*Exercise directions*. Find each line of the material below in which the word "owned" occurs, and return it.

*Data supplied*.
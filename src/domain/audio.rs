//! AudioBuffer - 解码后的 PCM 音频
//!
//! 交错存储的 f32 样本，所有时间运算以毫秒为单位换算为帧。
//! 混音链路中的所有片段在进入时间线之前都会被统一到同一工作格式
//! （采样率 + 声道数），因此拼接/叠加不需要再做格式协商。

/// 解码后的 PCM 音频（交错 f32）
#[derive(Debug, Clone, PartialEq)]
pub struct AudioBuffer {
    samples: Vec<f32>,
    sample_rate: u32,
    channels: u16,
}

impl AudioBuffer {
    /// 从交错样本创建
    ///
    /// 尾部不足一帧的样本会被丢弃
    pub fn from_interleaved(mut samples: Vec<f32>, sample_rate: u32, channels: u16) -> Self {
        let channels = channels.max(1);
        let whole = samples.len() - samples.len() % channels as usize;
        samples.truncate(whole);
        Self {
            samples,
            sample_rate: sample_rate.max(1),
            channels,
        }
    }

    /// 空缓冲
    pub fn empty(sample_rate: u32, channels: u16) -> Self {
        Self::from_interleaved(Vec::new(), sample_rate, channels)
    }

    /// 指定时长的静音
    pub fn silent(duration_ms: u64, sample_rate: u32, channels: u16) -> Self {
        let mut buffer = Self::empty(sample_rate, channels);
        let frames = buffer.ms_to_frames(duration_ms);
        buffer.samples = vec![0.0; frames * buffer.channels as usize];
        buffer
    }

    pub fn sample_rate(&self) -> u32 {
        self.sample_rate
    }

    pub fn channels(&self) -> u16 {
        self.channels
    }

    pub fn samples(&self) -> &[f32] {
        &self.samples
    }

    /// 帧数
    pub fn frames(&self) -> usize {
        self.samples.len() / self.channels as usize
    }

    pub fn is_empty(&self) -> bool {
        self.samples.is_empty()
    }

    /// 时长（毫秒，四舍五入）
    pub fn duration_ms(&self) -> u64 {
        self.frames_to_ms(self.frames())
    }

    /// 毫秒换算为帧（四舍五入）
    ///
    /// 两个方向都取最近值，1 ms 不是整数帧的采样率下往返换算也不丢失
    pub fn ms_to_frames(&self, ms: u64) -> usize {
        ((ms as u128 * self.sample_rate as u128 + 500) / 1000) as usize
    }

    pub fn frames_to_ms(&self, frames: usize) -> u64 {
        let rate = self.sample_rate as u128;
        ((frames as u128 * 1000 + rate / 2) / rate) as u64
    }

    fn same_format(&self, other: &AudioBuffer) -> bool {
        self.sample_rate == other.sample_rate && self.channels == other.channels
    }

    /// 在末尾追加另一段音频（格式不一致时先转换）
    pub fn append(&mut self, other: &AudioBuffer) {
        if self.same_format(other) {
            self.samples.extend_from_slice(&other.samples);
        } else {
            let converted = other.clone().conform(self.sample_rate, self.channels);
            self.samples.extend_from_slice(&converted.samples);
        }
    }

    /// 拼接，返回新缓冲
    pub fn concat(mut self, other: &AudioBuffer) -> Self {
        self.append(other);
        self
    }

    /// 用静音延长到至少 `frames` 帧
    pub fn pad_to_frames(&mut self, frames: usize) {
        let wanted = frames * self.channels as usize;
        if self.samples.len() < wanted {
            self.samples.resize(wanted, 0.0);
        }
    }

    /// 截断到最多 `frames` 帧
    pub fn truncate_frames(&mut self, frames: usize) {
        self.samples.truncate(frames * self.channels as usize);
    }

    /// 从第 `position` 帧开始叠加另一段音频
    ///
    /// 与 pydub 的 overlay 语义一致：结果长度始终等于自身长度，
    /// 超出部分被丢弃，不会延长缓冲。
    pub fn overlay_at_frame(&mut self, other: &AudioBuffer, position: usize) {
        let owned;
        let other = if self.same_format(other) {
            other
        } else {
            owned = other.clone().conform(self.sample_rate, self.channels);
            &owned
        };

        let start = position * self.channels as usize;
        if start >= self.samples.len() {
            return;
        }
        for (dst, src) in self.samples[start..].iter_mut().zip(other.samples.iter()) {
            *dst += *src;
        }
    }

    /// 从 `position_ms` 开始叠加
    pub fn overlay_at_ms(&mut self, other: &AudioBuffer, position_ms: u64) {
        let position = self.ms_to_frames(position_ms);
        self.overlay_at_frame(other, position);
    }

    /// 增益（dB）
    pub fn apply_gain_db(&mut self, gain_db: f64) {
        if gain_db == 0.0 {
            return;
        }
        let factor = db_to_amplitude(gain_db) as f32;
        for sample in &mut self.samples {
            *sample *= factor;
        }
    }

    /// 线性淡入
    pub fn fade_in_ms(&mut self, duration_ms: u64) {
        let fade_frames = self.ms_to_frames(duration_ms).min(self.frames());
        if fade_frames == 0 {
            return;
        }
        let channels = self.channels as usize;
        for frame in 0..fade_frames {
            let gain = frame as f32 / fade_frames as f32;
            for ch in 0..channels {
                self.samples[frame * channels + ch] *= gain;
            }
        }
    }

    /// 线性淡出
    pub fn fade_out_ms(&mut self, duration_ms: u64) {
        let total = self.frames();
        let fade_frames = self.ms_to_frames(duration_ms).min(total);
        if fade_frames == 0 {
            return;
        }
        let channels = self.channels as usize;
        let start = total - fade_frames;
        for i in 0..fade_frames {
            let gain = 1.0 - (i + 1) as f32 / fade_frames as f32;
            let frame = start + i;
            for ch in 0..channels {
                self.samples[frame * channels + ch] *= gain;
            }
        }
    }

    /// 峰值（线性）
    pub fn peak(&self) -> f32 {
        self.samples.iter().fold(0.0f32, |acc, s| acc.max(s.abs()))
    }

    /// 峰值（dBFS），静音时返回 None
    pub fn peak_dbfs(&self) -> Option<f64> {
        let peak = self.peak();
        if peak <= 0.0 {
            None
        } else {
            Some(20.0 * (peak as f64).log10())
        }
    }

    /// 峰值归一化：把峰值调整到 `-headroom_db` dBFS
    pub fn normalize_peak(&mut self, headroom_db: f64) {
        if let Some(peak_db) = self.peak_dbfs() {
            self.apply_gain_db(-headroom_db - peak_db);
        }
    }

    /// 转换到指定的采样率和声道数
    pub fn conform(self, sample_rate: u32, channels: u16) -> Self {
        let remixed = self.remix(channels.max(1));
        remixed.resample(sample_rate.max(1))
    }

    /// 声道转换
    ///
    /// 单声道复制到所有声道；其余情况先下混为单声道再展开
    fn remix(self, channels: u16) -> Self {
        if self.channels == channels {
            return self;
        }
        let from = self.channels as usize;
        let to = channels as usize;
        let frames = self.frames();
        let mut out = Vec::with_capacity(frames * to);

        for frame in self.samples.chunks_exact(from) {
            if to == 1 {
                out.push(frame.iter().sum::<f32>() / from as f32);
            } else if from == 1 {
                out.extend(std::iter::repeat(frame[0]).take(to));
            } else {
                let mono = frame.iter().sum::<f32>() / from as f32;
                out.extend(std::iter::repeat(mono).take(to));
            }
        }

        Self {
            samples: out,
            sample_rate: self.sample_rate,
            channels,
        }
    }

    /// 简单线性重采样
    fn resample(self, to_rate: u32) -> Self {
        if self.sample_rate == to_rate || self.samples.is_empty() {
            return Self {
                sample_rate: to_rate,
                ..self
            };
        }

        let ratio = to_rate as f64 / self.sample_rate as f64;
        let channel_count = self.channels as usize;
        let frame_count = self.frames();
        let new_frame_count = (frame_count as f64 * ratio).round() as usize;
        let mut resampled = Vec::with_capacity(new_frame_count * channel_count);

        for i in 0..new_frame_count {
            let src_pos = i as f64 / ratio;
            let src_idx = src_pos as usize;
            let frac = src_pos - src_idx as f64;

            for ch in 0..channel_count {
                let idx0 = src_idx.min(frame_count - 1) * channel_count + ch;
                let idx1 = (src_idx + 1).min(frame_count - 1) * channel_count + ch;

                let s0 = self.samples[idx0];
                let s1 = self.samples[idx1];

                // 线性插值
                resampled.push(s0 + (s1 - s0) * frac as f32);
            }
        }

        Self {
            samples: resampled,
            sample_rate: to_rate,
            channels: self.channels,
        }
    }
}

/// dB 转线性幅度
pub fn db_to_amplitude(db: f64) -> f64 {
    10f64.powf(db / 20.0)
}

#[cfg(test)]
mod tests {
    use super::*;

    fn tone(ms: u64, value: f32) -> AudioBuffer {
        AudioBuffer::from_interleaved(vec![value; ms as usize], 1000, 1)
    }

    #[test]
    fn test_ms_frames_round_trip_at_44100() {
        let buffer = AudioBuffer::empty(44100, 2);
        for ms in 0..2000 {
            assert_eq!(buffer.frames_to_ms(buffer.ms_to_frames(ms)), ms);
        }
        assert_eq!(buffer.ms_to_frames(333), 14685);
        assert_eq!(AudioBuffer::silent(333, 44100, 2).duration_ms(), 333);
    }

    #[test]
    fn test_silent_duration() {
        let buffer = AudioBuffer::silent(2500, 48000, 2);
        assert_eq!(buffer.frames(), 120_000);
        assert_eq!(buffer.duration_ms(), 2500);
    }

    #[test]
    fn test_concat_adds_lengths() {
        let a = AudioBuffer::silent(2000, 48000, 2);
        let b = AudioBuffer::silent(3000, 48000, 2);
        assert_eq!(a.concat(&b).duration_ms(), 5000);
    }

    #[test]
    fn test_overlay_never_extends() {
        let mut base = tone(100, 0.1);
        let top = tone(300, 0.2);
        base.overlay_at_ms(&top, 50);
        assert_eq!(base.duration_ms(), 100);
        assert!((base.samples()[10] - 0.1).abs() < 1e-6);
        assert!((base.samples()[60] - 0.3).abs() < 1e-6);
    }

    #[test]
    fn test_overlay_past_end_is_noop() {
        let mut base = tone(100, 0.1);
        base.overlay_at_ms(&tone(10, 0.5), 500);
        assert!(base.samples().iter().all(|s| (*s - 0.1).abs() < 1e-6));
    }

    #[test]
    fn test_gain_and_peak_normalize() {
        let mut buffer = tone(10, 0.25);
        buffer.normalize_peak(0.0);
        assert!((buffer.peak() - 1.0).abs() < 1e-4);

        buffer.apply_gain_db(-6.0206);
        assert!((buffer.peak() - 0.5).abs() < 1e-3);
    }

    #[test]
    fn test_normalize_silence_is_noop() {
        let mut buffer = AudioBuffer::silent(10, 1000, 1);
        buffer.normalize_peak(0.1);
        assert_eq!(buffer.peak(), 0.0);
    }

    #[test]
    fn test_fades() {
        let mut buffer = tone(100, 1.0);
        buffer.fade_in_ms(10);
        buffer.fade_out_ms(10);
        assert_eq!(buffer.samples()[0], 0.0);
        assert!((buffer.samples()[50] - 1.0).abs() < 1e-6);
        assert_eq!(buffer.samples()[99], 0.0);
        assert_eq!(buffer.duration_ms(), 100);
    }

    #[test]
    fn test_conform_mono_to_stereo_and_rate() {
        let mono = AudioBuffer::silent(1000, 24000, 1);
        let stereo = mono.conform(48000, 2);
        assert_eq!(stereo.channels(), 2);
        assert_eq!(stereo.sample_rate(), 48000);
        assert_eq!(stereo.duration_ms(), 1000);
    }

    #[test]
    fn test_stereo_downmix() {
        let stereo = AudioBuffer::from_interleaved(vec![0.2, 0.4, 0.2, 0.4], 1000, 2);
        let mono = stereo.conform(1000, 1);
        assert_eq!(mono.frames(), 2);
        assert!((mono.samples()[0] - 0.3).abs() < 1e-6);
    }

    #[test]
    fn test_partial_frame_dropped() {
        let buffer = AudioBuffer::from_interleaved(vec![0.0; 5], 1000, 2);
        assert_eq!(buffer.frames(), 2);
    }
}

*Result for this task*.
        let owned;
            owned = other.clone().conform(self.sample_rate, self.channels);
            &owned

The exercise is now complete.